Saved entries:
--------------------------------------------------
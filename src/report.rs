//! Table and JSON rendering of a finished aggregation.

use std::collections::BTreeMap;
use std::fmt::Write as FmtWrite;
use std::path::{Path, PathBuf};

use chrono::{DateTime, Local};
use colored::*;
use serde::Serialize;

use crate::aggregate::{Aggregation, LanguageAggregate, Totals};
use crate::analyzer::{FileFailure, FileRecord};
use crate::error::Result;
use crate::language::LanguageRegistry;
use crate::ranking::{by_directory, top_files};
use crate::walk::WalkError;

const RULE_WIDTH: usize = 120;
const DIR_WIDTH: usize = 40;
const LANG_WIDTH: usize = 15;
const DEFAULT_PATH_WIDTH: usize = 55;
// "NN. " prefix plus the lines and chars columns of the top-files list
const TOP_FILES_FIXED_WIDTH: usize = 4 + 1 + 16 + 1 + 18;

pub struct ReportOptions<'a> {
    pub root: &'a Path,
    pub top: usize,
    pub detailed: bool,
    pub by_dir: bool,
    pub path_width: usize,
}

impl<'a> ReportOptions<'a> {
    pub fn new(root: &'a Path) -> Self {
        ReportOptions {
            root,
            top: 10,
            detailed: false,
            by_dir: false,
            path_width: DEFAULT_PATH_WIDTH,
        }
    }
}

/// Width available for paths in the top-files list, from the terminal when known.
pub fn path_column_width() -> usize {
    terminal_size::terminal_size()
        .map(|(terminal_size::Width(w), _)| usize::from(w))
        .filter(|&w| w > TOP_FILES_FIXED_WIDTH + 20)
        .map(|w| w - TOP_FILES_FIXED_WIDTH)
        .unwrap_or(DEFAULT_PATH_WIDTH)
}

/// Truncates to at most `max_len` characters, keeping the end of the string
/// behind a "..." prefix.
pub fn truncate_start(s: &str, max_len: usize) -> String {
    let char_count = s.chars().count();
    if char_count <= max_len {
        s.to_string()
    } else {
        let skip_count = char_count - max_len.saturating_sub(3);
        let truncated: String = s.chars().skip(skip_count).collect();
        format!("...{}", truncated)
    }
}

pub fn format_bytes(bytes: u64) -> String {
    const UNIT: u64 = 1024;
    if bytes < UNIT {
        return format!("{} B", bytes);
    }
    let mut div = UNIT;
    let mut exp = 0;
    let mut n = bytes / UNIT;
    while n >= UNIT {
        div *= UNIT;
        exp += 1;
        n /= UNIT;
    }
    let unit = "KMGTPE".chars().nth(exp).unwrap_or('E');
    format!("{:.1} {}B", bytes as f64 / div as f64, unit)
}

fn display_path(path: &Path, root: &Path) -> String {
    match path.strip_prefix(root) {
        Ok(p) if p.as_os_str().is_empty() => ".".to_string(),
        Ok(p) => p.to_string_lossy().into_owned(),
        Err(_) => path.to_string_lossy().into_owned(),
    }
}

/// Languages by line count, largest first, ties by name.
fn sorted_languages(aggregation: &Aggregation) -> Vec<&LanguageAggregate> {
    let mut sorted: Vec<&LanguageAggregate> = aggregation.languages.values().collect();
    sorted.sort_by(|a, b| b.lines.cmp(&a.lines).then_with(|| a.language.cmp(&b.language)));
    sorted
}

fn format_totals_line(label: &str, totals: &Totals) -> String {
    format!(
        "{:<width$} {:>8} {:>12} {:>12} {:>12} {:>8} {:>12} {:>8} {:>10}",
        label,
        totals.files,
        totals.lines,
        totals.code_lines,
        totals.comment_lines,
        totals.blank_lines,
        totals.characters,
        totals.functions,
        totals.classes,
        width = LANG_WIDTH
    )
}

pub fn build_table_report(
    aggregation: &Aggregation,
    walk_errors: &[WalkError],
    options: &ReportOptions<'_>,
    generated_at: DateTime<Local>,
) -> String {
    let mut output = String::new();

    if aggregation.languages.is_empty() {
        let _ = writeln!(output, "{}", "No supported code files found!".yellow());
        write_warnings(&mut output, aggregation, walk_errors);
        return output;
    }

    let _ = writeln!(output, "\n{}", "Code Analysis Results".cyan());
    let _ = writeln!(
        output,
        "{}",
        format!("Generated on: {}", generated_at.format("%Y-%m-%d %H:%M:%S")).bright_black()
    );
    let _ = writeln!(output);
    let _ = writeln!(
        output,
        "{:<width$} {:>8} {:>12} {:>12} {:>12} {:>8} {:>12} {:>8} {:>10}",
        "LANGUAGE",
        "FILES",
        "LINES",
        "CODE",
        "COMMENTS",
        "BLANK",
        "CHARS",
        "FUNCS",
        "CLASSES",
        width = LANG_WIDTH
    );
    let _ = writeln!(output, "{}", "─".repeat(RULE_WIDTH));

    for agg in sorted_languages(aggregation) {
        let line = format_totals_line(&agg.language, &Totals::sum([agg]));
        let _ = writeln!(output, "{}", line);
    }

    let totals = aggregation.totals();
    let _ = writeln!(output, "{}", "─".repeat(RULE_WIDTH));
    let _ = writeln!(output, "{}", format_totals_line("TOTAL", &totals));

    if options.top > 0 {
        write_top_files(&mut output, aggregation, options);
    }
    if options.by_dir {
        write_directories(&mut output, aggregation, options.root);
    }
    if options.detailed {
        write_detailed(&mut output, aggregation, options);
    }

    let _ = writeln!(output, "\n {}", "Summary:".blue().bold());
    let _ = writeln!(
        output,
        "   Total Size: {}",
        format_bytes(totals.size).bright_yellow()
    );
    let _ = writeln!(
        output,
        "   Code Ratio: {}",
        format!("{:.1}%", totals.code_ratio()).bright_yellow()
    );
    if let Some(avg) = totals.avg_lines_per_function() {
        let _ = writeln!(
            output,
            "   Avg Lines/Function: {}",
            format!("{:.1}", avg).bright_yellow()
        );
    }
    write_warnings(&mut output, aggregation, walk_errors);

    output
}

fn write_top_files(output: &mut String, aggregation: &Aggregation, options: &ReportOptions<'_>) {
    let width = options.path_width.max(10);
    let _ = writeln!(output, "\n Top {} Files by Lines:", options.top);
    for (i, file) in top_files(aggregation.records(), options.top)
        .into_iter()
        .enumerate()
    {
        let _ = writeln!(
            output,
            "{:2}. {:<width$} {:>10} lines {:>12} chars",
            i + 1,
            truncate_start(&display_path(&file.path, options.root), width),
            file.lines,
            file.characters,
            width = width
        );
    }
}

fn write_directories(output: &mut String, aggregation: &Aggregation, root: &Path) {
    let _ = writeln!(output, "\n Breakdown by directory:");
    let _ = writeln!(
        output,
        "{:<40} {:<width$} {:>8} {:>12} {:>12} {:>12} {:>8}",
        "DIRECTORY",
        "LANGUAGE",
        "FILES",
        "LINES",
        "CODE",
        "COMMENTS",
        "BLANK",
        width = LANG_WIDTH
    );
    let _ = writeln!(output, "{}", "─".repeat(RULE_WIDTH));
    for (dir, languages) in by_directory(aggregation.languages.values()) {
        let display = truncate_start(&display_path(&dir, root), DIR_WIDTH);
        for (lang, totals) in languages {
            let _ = writeln!(
                output,
                "{:<40} {:<width$} {:>8} {:>12} {:>12} {:>12} {:>8}",
                display,
                lang,
                totals.files,
                totals.lines,
                totals.code_lines,
                totals.comment_lines,
                totals.blank_lines,
                width = LANG_WIDTH
            );
        }
    }
}

fn write_detailed(output: &mut String, aggregation: &Aggregation, options: &ReportOptions<'_>) {
    let width = options.path_width.max(10);
    let _ = writeln!(output, "\n Files:");
    for agg in aggregation.languages.values() {
        let _ = writeln!(output, " {}", agg.language.bold());
        let mut records: Vec<&FileRecord> = agg.records.iter().collect();
        records.sort_by(|a, b| a.path.cmp(&b.path));
        for record in records {
            let _ = writeln!(
                output,
                "   {:<width$} {:>8} lines {:>8} code {:>8} comments {:>8} blank {:>6} funcs {:>6} classes",
                truncate_start(&display_path(&record.path, options.root), width),
                record.lines,
                record.code_lines,
                record.comment_lines,
                record.blank_lines,
                record.functions,
                record.classes,
                width = width
            );
        }
    }
}

fn write_warnings(output: &mut String, aggregation: &Aggregation, walk_errors: &[WalkError]) {
    let count = aggregation.failures.len() + walk_errors.len();
    if count > 0 {
        let _ = writeln!(
            output,
            "\n{}: {} files or directories could not be read",
            "Warning".red().bold(),
            count.to_string().bright_yellow()
        );
    }
}

#[derive(Serialize)]
struct JsonSummary {
    total_files: u64,
    total_lines: u64,
    total_code_lines: u64,
    total_comment_lines: u64,
    total_blank_lines: u64,
    total_characters: u64,
    total_functions: u64,
    total_classes: u64,
    total_size: u64,
    code_ratio: f64,
    avg_lines_per_function: Option<f64>,
}

impl From<Totals> for JsonSummary {
    fn from(totals: Totals) -> Self {
        JsonSummary {
            total_files: totals.files,
            total_lines: totals.lines,
            total_code_lines: totals.code_lines,
            total_comment_lines: totals.comment_lines,
            total_blank_lines: totals.blank_lines,
            total_characters: totals.characters,
            total_functions: totals.functions,
            total_classes: totals.classes,
            total_size: totals.size,
            code_ratio: totals.code_ratio(),
            avg_lines_per_function: totals.avg_lines_per_function(),
        }
    }
}

#[derive(Serialize)]
struct JsonReport<'a> {
    generated_at: DateTime<Local>,
    languages: &'a BTreeMap<String, LanguageAggregate>,
    summary: JsonSummary,
    top_files: Vec<&'a FileRecord>,
    #[serde(skip_serializing_if = "Option::is_none")]
    directories: Option<BTreeMap<String, BTreeMap<String, Totals>>>,
    #[serde(skip_serializing_if = "Option::is_none")]
    files: Option<Vec<&'a FileRecord>>,
    #[serde(skip_serializing_if = "Vec::is_empty")]
    failures: Vec<&'a FileFailure>,
    #[serde(skip_serializing_if = "Vec::is_empty")]
    walk_errors: Vec<String>,
}

pub fn build_json_report(
    aggregation: &Aggregation,
    walk_errors: &[WalkError],
    options: &ReportOptions<'_>,
    generated_at: DateTime<Local>,
) -> Result<String> {
    let directories = options.by_dir.then(|| {
        by_directory(aggregation.languages.values())
            .into_iter()
            .map(|(dir, langs): (PathBuf, _)| (display_path(&dir, options.root), langs))
            .collect()
    });
    let files = options.detailed.then(|| {
        let mut records: Vec<&FileRecord> = aggregation.records().collect();
        records.sort_by(|a, b| a.path.cmp(&b.path));
        records
    });

    let report = JsonReport {
        generated_at,
        languages: &aggregation.languages,
        summary: aggregation.totals().into(),
        top_files: top_files(aggregation.records(), options.top),
        directories,
        files,
        failures: aggregation.failures.iter().collect(),
        walk_errors: walk_errors.iter().map(|e| e.to_string()).collect(),
    };
    Ok(serde_json::to_string_pretty(&report)?)
}

pub fn build_language_list(registry: &LanguageRegistry) -> String {
    let mut output = String::new();
    let _ = writeln!(output, "Supported languages:");
    for profile in registry.profiles() {
        let _ = writeln!(
            output,
            "  {:<width$} {}",
            profile.name(),
            profile.extensions().join(" "),
            width = LANG_WIDTH
        );
    }
    for conflict in registry.conflicts() {
        let _ = writeln!(
            output,
            "Note: {} is claimed by {} and {}; using {}",
            conflict.key, conflict.previous, conflict.winner, conflict.winner
        );
    }
    output
}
--------------------------------------------------
WORK TASK => What the task asks for is a word-for-word repeat of the lines above, from the first through the one containing "if char_count <= max_len".

RESPONSE AREA =>
filename src/report.rs
//! Table and JSON rendering of a finished aggregation.

use std::collections::BTreeMap;
use std::fmt::Write as FmtWrite;
use std::path::{Path, PathBuf};

use chrono::{DateTime, Local};
use colored::*;
use serde::Serialize;

use crate::aggregate::{Aggregation, LanguageAggregate, Totals};
use crate::analyzer::{FileFailure, FileRecord};
use crate::error::Result;
use crate::language::LanguageRegistry;
use crate::ranking::{by_directory, top_files};
use crate::walk::WalkError;

const RULE_WIDTH: usize = 120;
const DIR_WIDTH: usize = 40;
const LANG_WIDTH: usize = 15;
const DEFAULT_PATH_WIDTH: usize = 55;
// "NN. " prefix plus the lines and chars columns of the top-files list
const TOP_FILES_FIXED_WIDTH: usize = 4 + 1 + 16 + 1 + 18;

pub struct ReportOptions<'a> {
    pub root: &'a Path,
    pub top: usize,
    pub detailed: bool,
    pub by_dir: bool,
    pub path_width: usize,
}

impl<'a> ReportOptions<'a> {
    pub fn new(root: &'a Path) -> Self {
        ReportOptions {
            root,
            top: 10,
            detailed: false,
            by_dir: false,
            path_width: DEFAULT_PATH_WIDTH,
        }
    }
}

/// Width available for paths in the top-files list, from the terminal when known.
pub fn path_column_width() -> usize {
    terminal_size::terminal_size()
        .map(|(terminal_size::Width(w), _)| usize::from(w))
        .filter(|&w| w > TOP_FILES_FIXED_WIDTH + 20)
        .map(|w| w - TOP_FILES_FIXED_WIDTH)
        .unwrap_or(DEFAULT_PATH_WIDTH)
}

/// Truncates to at most `max_len` characters, keeping the end of the string
/// behind a "..." prefix.
pub fn truncate_start(s: &str, max_len: usize) -> String {
    let char_count = s.chars().count();
    if char_count <= max_len {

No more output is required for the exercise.